The MACD histogram is positive and expanding, indicating a potential upward trend. However, the RSI is neutral at 66.699, and moving averages are converging, suggesting no clear directional signal. Key support and resistance levels are at 18.289 (pivot), R1: 18.877, and S1: 17.701.

The stock offers a high dividend yield of 10.5%, making it appealing for income-focused investors. Insider buying has increased by 165.49% over the last month, indicating confidence from insiders.

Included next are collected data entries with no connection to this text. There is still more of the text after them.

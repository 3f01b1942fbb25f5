//! Catalog export and import
//!
//! The export document carries configuration only: categories, products,
//! printers, tables and the deposit value. Orders and tabs are never part of
//! it, and an import leaves them alone.
//!
//! An import is validated completely before the first write and applied in a
//! single transaction, so a bad file changes nothing.

use chrono::{DateTime, Utc};
use rust_decimal::Decimal;
use serde::{Deserialize, Serialize};
use serde_json::Value;
use shared::models::{Category, DiningTable, Printer, Product};
use shared::money::MAX_AMOUNT;
use std::collections::HashSet;

use super::{CatalogError, CatalogResult, CatalogService, DEPOSIT_SETTING_KEY, validate_endpoint};
use crate::db::{CATEGORIES, DINING_TABLES, PRINTERS, PRODUCTS, SETTINGS, StorageError, TABS};

/// Version written into new exports
pub const EXPORT_VERSION: &str = "1.0";

/// Fields an import cannot do without
const REQUIRED_FIELDS: [&str; 3] = ["version", "categories", "products"];

#[derive(Debug, Clone, PartialEq, Serialize, Deserialize)]
#[serde(rename_all = "camelCase")]
pub struct CatalogExport {
    pub version: String,
    pub exported_at: DateTime<Utc>,
    pub categories: Vec<Category>,
    pub products: Vec<Product>,
    pub printers: Vec<Printer>,
    pub tables: Vec<DiningTable>,
    #[serde(with = "rust_decimal::serde::float")]
    pub deposit_per_glass: Decimal,
}

/// Import document as read: optional sections stay optional
#[derive(Debug, Deserialize)]
#[serde(rename_all = "camelCase")]
struct ImportDocument {
    categories: Vec<Category>,
    products: Vec<Product>,
    printers: Option<Vec<Printer>>,
    tables: Option<Vec<DiningTable>>,
    #[serde(default, with = "rust_decimal::serde::float_option")]
    deposit_per_glass: Option<Decimal>,
}

/// What an import replaced; `None` means the section was absent and kept
#[derive(Debug, Clone, PartialEq, Serialize)]
pub struct ImportReport {
    pub version: String,
    pub categories: usize,
    pub products: usize,
    pub printers: Option<usize>,
    pub tables: Option<usize>,
    #[serde(with = "rust_decimal::serde::float_option")]
    pub deposit_per_glass: Option<Decimal>,
}

fn import_err(msg: impl Into<String>) -> CatalogError {
    CatalogError::Import(msg.into())
}

fn read_version(doc: &Value) -> CatalogResult<String> {
    match doc.get("version") {
        Some(Value::String(s)) if !s.trim().is_empty() => Ok(s.trim().to_string()),
        Some(Value::Number(n)) => Ok(n.to_string()),
        _ => Err(import_err("version must be a non-empty string or number")),
    }
}

fn unique_ids<'a>(what: &str, ids: impl Iterator<Item = &'a str>) -> CatalogResult<HashSet<&'a str>> {
    let mut seen = HashSet::new();
    for id in ids {
        if id.trim().is_empty() {
            return Err(import_err(format!("{what} with empty id")));
        }
        if !seen.insert(id) {
            return Err(import_err(format!("duplicate {what} id {id}")));
        }
    }
    Ok(seen)
}

impl CatalogService {
    pub fn export(&self) -> CatalogResult<CatalogExport> {
        Ok(CatalogExport {
            version: EXPORT_VERSION.to_string(),
            exported_at: Utc::now(),
            categories: self.list_categories()?,
            products: self.list_products()?,
            printers: self.list_printers()?,
            tables: self.list_tables()?,
            deposit_per_glass: self.deposit_per_glass()?,
        })
    }

    /// Replace catalog sections from an export document
    ///
    /// `categories` and `products` are always replaced. `printers`, `tables`
    /// and `depositPerGlass` only when present.
    pub fn import(&self, doc: Value) -> CatalogResult<ImportReport> {
        if !doc.is_object() {
            return Err(import_err("document must be a JSON object"));
        }
        if let Some(missing) = REQUIRED_FIELDS.iter().find(|f| doc.get(**f).is_none()) {
            return Err(import_err(format!("missing field {missing}")));
        }
        let version = read_version(&doc)?;
        let mut data: ImportDocument =
            serde_json::from_value(doc).map_err(|e| import_err(e.to_string()))?;

        self.validate_import(&mut data)?;

        let storage = self.storage();
        let txn = storage.begin_write()?;

        storage.clear_txn(&txn, CATEGORIES)?;
        for category in &data.categories {
            storage.put_txn(&txn, CATEGORIES, &category.id, category)?;
        }
        storage.clear_txn(&txn, PRODUCTS)?;
        for product in &data.products {
            storage.put_txn(&txn, PRODUCTS, &product.id, product)?;
        }
        if let Some(printers) = &data.printers {
            storage.clear_txn(&txn, PRINTERS)?;
            for printer in printers {
                storage.put_txn(&txn, PRINTERS, &printer.id, printer)?;
            }
        }
        if let Some(tables) = &data.tables {
            let open_tabs: Vec<Value> = storage.list_txn(&txn, TABS)?;
            let kept: HashSet<&str> = tables.iter().map(|t| t.id.as_str()).collect();
            if let Some(orphan) = open_tabs
                .iter()
                .filter_map(|tab| tab.get("table_id").and_then(Value::as_str))
                .find(|id| !kept.contains(id))
            {
                return Err(CatalogError::TableHasOpenTab(orphan.to_string()));
            }
            storage.clear_txn(&txn, DINING_TABLES)?;
            for table in tables {
                storage.put_txn(&txn, DINING_TABLES, &table.id, table)?;
            }
        }
        if let Some(deposit) = data.deposit_per_glass {
            storage.put_txn(&txn, SETTINGS, DEPOSIT_SETTING_KEY, &deposit)?;
        }
        txn.commit().map_err(StorageError::from)?;

        let report = ImportReport {
            version,
            categories: data.categories.len(),
            products: data.products.len(),
            printers: data.printers.as_ref().map(Vec::len),
            tables: data.tables.as_ref().map(Vec::len),
            deposit_per_glass: data.deposit_per_glass,
        };
        tracing::info!(
            version = %report.version,
            categories = report.categories,
            products = report.products,
            printers = ?report.printers,
            tables = ?report.tables,
            "Catalog imported"
        );
        Ok(report)
    }

    /// Reject anything that would leave the catalog inconsistent
    ///
    /// Category printer references that point nowhere are cleared.
    fn validate_import(&self, data: &mut ImportDocument) -> CatalogResult<()> {
        let category_ids = unique_ids("category", data.categories.iter().map(|c| c.id.as_str()))?;
        unique_ids("product", data.products.iter().map(|p| p.id.as_str()))?;

        for product in &data.products {
            if !category_ids.contains(product.category_id.as_str()) {
                return Err(import_err(format!(
                    "product {} references unknown category {}",
                    product.id, product.category_id
                )));
            }
            if product.price.is_sign_negative() || product.price > MAX_AMOUNT {
                return Err(import_err(format!(
                    "product {} has invalid price {}",
                    product.id, product.price
                )));
            }
        }

        if let Some(tables) = &data.tables {
            unique_ids("table", tables.iter().map(|t| t.id.as_str()))?;
        }

        let printer_ids: HashSet<String> = match &data.printers {
            Some(printers) => {
                for printer in printers {
                    validate_endpoint(&printer.endpoint)
                        .map_err(|e| import_err(format!("printer {}: {e}", printer.id)))?;
                }
                unique_ids("printer", printers.iter().map(|p| p.id.as_str()))?
                    .into_iter()
                    .map(str::to_string)
                    .collect()
            }
            None => self.list_printers()?.into_iter().map(|p| p.id).collect(),
        };
        for category in &mut data.categories {
            if let Some(printer_id) = &category.printer_id
                && !printer_ids.contains(printer_id)
            {
                tracing::warn!(
                    category_id = %category.id,
                    printer_id = %printer_id,
                    "Imported category references unknown printer, clearing"
                );
                category.printer_id = None;
            }
        }

        if let Some(deposit) = data.deposit_per_glass
            && (deposit.is_sign_negative() || deposit > MAX_AMOUNT)
        {
            return Err(import_err(format!("invalid depositPerGlass {deposit}")));
        }
        Ok(())
    }
}

#[cfg(test)]
mod tests {
    use super::*;
    use crate::db::Storage;
    use serde_json::json;
    use shared::models::{CategoryCreate, CategoryType, DiningTableCreate, ProductCreate};

    fn service() -> CatalogService {
        CatalogService::new(Storage::open_in_memory().unwrap(), Decimal::TWO)
    }

    fn seeded() -> CatalogService {
        let svc = service();
        let wine = svc
            .create_category(CategoryCreate {
                name: "Wein".into(),
                color: "rose".into(),
                category_type: CategoryType::Drinks,
                printer_id: None,
                sort_order: Some(1),
            })
            .unwrap();
        svc.create_product(ProductCreate {
            name: "Riesling 0,25l".into(),
            price: Decimal::new(550, 2),
            category_id: wine.id,
            sort_order: None,
            has_deposit: true,
            image_url: None,
        })
        .unwrap();
        svc.create_table(DiningTableCreate {
            name: "1".into(),
            is_active: None,
            sort_order: None,
        })
        .unwrap();
        svc
    }

    #[test]
    fn test_export_document_shape() {
        let svc = seeded();
        let json = serde_json::to_value(svc.export().unwrap()).unwrap();
        assert_eq!(json["version"], "1.0");
        assert!(json["exportedAt"].is_string());
        assert_eq!(json["depositPerGlass"], json!(2.0));
        assert_eq!(json["categories"].as_array().unwrap().len(), 1);
        assert_eq!(json["tables"].as_array().unwrap().len(), 1);
    }

    #[test]
    fn test_export_then_import_into_empty_store() {
        let source = seeded();
        let doc = serde_json::to_value(source.export().unwrap()).unwrap();

        let target = service();
        let report = target.import(doc).unwrap();
        assert_eq!(report.categories, 1);
        assert_eq!(report.products, 1);
        assert_eq!(report.tables, Some(1));
        assert_eq!(target.list_products().unwrap(), source.list_products().unwrap());
        assert!(target.has_active_tables().unwrap());
    }

    #[test]
    fn test_missing_required_field_changes_nothing() {
        let svc = seeded();
        let before = svc.list_products().unwrap();
        let err = svc
            .import(json!({"version": "1.0", "categories": []}))
            .unwrap_err();
        assert!(matches!(err, CatalogError::Import(ref m) if m.contains("products")));
        assert_eq!(svc.list_products().unwrap(), before);
    }

    #[test]
    fn test_dangling_product_rejected_before_writes() {
        let svc = seeded();
        let before = svc.list_categories().unwrap();
        let err = svc
            .import(json!({
                "version": 1,
                "categories": [],
                "products": [{"id": "p", "name": "Waise", "price": 1.0, "categoryId": "gone"}]
            }))
            .unwrap_err();
        assert!(matches!(err, CatalogError::Import(_)));
        assert_eq!(svc.list_categories().unwrap(), before);
    }

    #[test]
    fn test_optional_sections_kept_when_absent() {
        let svc = seeded();
        svc.set_deposit_per_glass(Decimal::new(300, 2)).unwrap();

        let report = svc
            .import(json!({
                "version": "1.0",
                "categories": [{"id": "c", "name": "Essen", "type": "food"}],
                "products": [{"id": "p", "name": "Flammkuchen", "price": 9.5, "categoryId": "c"}]
            }))
            .unwrap();
        assert_eq!(report.tables, None);
        assert_eq!(report.deposit_per_glass, None);
        assert_eq!(svc.list_tables().unwrap().len(), 1);
        assert_eq!(svc.deposit_per_glass().unwrap(), Decimal::new(300, 2));
        assert_eq!(svc.list_products().unwrap()[0].name, "Flammkuchen");
    }

    #[test]
    fn test_unknown_printer_reference_cleared() {
        let svc = service();
        svc.import(json!({
            "version": "1.0",
            "categories": [{"id": "c", "name": "Essen", "type": "food", "printerId": "nope"}],
            "products": [],
            "depositPerGlass": 2.5
        }))
        .unwrap();
        assert_eq!(svc.get_category("c").unwrap().printer_id, None);
        assert_eq!(svc.deposit_per_glass().unwrap(), Decimal::new(25, 1));
    }

    #[test]
    fn test_tables_with_open_tabs_survive_import() {
        let svc = seeded();
        let table = svc.list_tables().unwrap().remove(0);
        svc.storage()
            .put(TABS, &table.id, &json!({"table_id": table.id}))
            .unwrap();

        let err = svc
            .import(json!({
                "version": "1.0",
                "categories": [],
                "products": [],
                "tables": []
            }))
            .unwrap_err();
        assert!(matches!(err, CatalogError::TableHasOpenTab(_)));
        assert_eq!(svc.list_products().unwrap().len(), 1);
    }
}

Recent financial performance shows a decline in revenue (-5.55% YoY), net income (-17.93% YoY), and EPS (-25.45% YoY). Analysts have lowered price targets, reflecting lower multiples and higher scrutiny in the business development company space. No recent congress trading data or significant hedge fund activity.
In 2025/Q4, revenue dropped to $715M (-5.55% YoY), net income fell to $293M (-17.93% YoY), EPS declined to 0.41 (-25.45% YoY), and gross margin decreased to 70.63 (-6.20% YoY).
Analysts have recently lowered price targets. Keefe Bruyette reduced the target to $21 from $22, UBS to $19 from $21, and JPMorgan to $19 from $22. Ratings remain mixed, with Outperform, Neutral, and Overweight recommendations.